Blog September 8, 2021
ÌFÉ Returns With New Single: “Fake Blood”

Having moved from Puerto Rico to New Orleans, ÌFÉ is back with a new single and video from their upcoming release, 0000+0000, out Nov. 5. Check it out right here:


The track, “Fake Blood,” was inspired by the Adam Curtis documentary Hypernormalisation, which asks “why are the systems—government, economic—that we have in place so universally recognized as lousy but also as unmovable?”

Otura Mun, ÌFÉ’s creative center, started writing the song about America’s response to the 2017 shooting in Las Vegas, or rather, the lack of a response.

“Gun violence is so rampant and mass shootings so common that the reaction to each new shooting seems somehow more bizarre and absurd than the last,” Mun says. “The solution to the problem is obvious, yet nothing will change because the political discourse is devoid of any real honest or sense of personal responsibility for the horrors we have created past and present.”

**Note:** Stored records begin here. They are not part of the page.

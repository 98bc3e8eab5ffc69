//! Daily weather forecast built from the weather model.

use chrono::{DateTime, Datelike, Utc, Weekday};
use farm_core::{ForecastDay, Location};
use rand::Rng;

use crate::weather::{self, local_time};
use crate::{pick, round_to};

pub const CONDITIONS: [&str; 7] = [
    "Sunny",
    "Partly Cloudy",
    "Cloudy",
    "Light Rain",
    "Heavy Rain",
    "Thunderstorms",
    "Hazy",
];

fn day_name(day: Weekday) -> &'static str {
    match day {
        Weekday::Mon => "Monday",
        Weekday::Tue => "Tuesday",
        Weekday::Wed => "Wednesday",
        Weekday::Thu => "Thursday",
        Weekday::Fri => "Friday",
        Weekday::Sat => "Saturday",
        Weekday::Sun => "Sunday",
    }
}

/// Forecast for the `days` local days following `now`.
pub fn generate<R: Rng + ?Sized>(
    rng: &mut R,
    location: &Location,
    days: u32,
    now: DateTime<Utc>,
) -> Vec<ForecastDay> {
    (1..=days)
        .map(|day| {
            let w = weather::sample(rng, location, now, i64::from(day) * 24);
            let date = local_time(w.timestamp).date();
            let low = w.temperature - rng.gen_range(3.0..=8.0);
            let high = w.temperature + rng.gen_range(2.0..=6.0);
            ForecastDay {
                date,
                day_name: day_name(date.weekday()).to_string(),
                temperature_min: round_to(low, 1),
                temperature_max: round_to(high, 1),
                humidity: w.humidity,
                rainfall_probability: rng.gen_range(20..=80),
                rainfall_amount: w.rainfall,
                wind_speed: round_to(rng.gen_range(5.0..=20.0), 1),
                uv_index: rng.gen_range(6..=12),
                conditions: pick(rng, &CONDITIONS).to_string(),
            }
        })
        .collect()
}
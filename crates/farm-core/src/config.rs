//! Simulation configuration, loadable from YAML.

use serde::{Deserialize, Serialize};
use std::fs;
use std::path::{Path, PathBuf};
use thiserror::Error;

use crate::profiles::region_by_name;

#[derive(Debug, Error)]
pub enum ConfigError {
    #[error("io error: {0}")]
    Io(#[from] std::io::Error),
    #[error("invalid yaml: {0}")]
    Yaml(#[from] serde_yaml::Error),
    #[error("invalid value for {field}: {reason}")]
    Invalid { field: &'static str, reason: String },
}

/// Simulation configuration parameters.
#[derive(Clone, Debug, PartialEq, Serialize, Deserialize)]
#[serde(default)]
pub struct SimConfig {
    /// Seed for deterministic RNG; entropy is used when absent.
    pub rng_seed: Option<u64>,
    /// Region (farm name or state) used when generating a farm.
    pub region: Option<String>,
    /// Directory holding the JSON documents.
    pub data_dir: PathBuf,
    /// Seconds between live ticks.
    pub tick_interval_secs: u64,
    /// Derive equipment alerts every N ticks.
    pub alert_every_ticks: u32,
    /// Refresh the forecast every N ticks.
    pub forecast_every_ticks: u32,
    pub forecast_days: u32,
    /// Days of history produced by a dataset backfill.
    pub history_days: u32,
    /// Hours between backfilled readings.
    pub history_step_hours: u32,
    /// Readings kept by the store.
    pub sensor_retention: usize,
    /// Alerts kept by the store.
    pub alert_retention: usize,
    /// Advance crop growth on every tick.
    pub apply_growth: bool,
}

impl Default for SimConfig {
    fn default() -> Self {
        Self {
            rng_seed: None,
            region: None,
            data_dir: PathBuf::from("data"),
            tick_interval_secs: 30,
            alert_every_ticks: 10,
            forecast_every_ticks: 120,
            forecast_days: 7,
            history_days: 30,
            history_step_hours: 6,
            sensor_retention: 1000,
            alert_retention: 100,
            apply_growth: true,
        }
    }
}

impl SimConfig {
    pub fn from_yaml_str(text: &str) -> Result<Self, ConfigError> {
        let cfg: SimConfig = serde_yaml::from_str(text)?;
        cfg.validate()?;
        Ok(cfg)
    }

    pub fn load<P: AsRef<Path>>(path: P) -> Result<Self, ConfigError> {
        let text = fs::read_to_string(path)?;
        Self::from_yaml_str(&text)
    }

    pub fn validate(&self) -> Result<(), ConfigError> {
        let positive = [
            ("tick_interval_secs", self.tick_interval_secs),
            ("alert_every_ticks", u64::from(self.alert_every_ticks)),
            ("forecast_every_ticks", u64::from(self.forecast_every_ticks)),
            ("history_step_hours", u64::from(self.history_step_hours)),
            ("sensor_retention", self.sensor_retention as u64),
            ("alert_retention", self.alert_retention as u64),
        ];
        for (field, value) in positive {
            if value == 0 {
                return Err(ConfigError::Invalid {
                    field,
                    reason: "must be > 0".to_string(),
                });
            }
        }
        if let Some(region) = &self.region {
            if region_by_name(region).is_none() {
                return Err(ConfigError::Invalid {
                    field: "region",
                    reason: format!("unknown region {region:?}"),
                });
            }
        }
        Ok(())
    }
}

The song features Parisian-Congolese vocalist and sapeur Robby The Lord, and the album features guest spots from Yoruban guitarist Saint Ezekiel, and Herbie Hancock’s legendary percussionist Bill Summers.

The song portends an album of contemporary electronics blending with rhythms from Ifa, a West African divination practice of which Mun is a devotee. It’s rare dance music that brings a heady mix of spirituality and joy to the floor, warm but still urgent.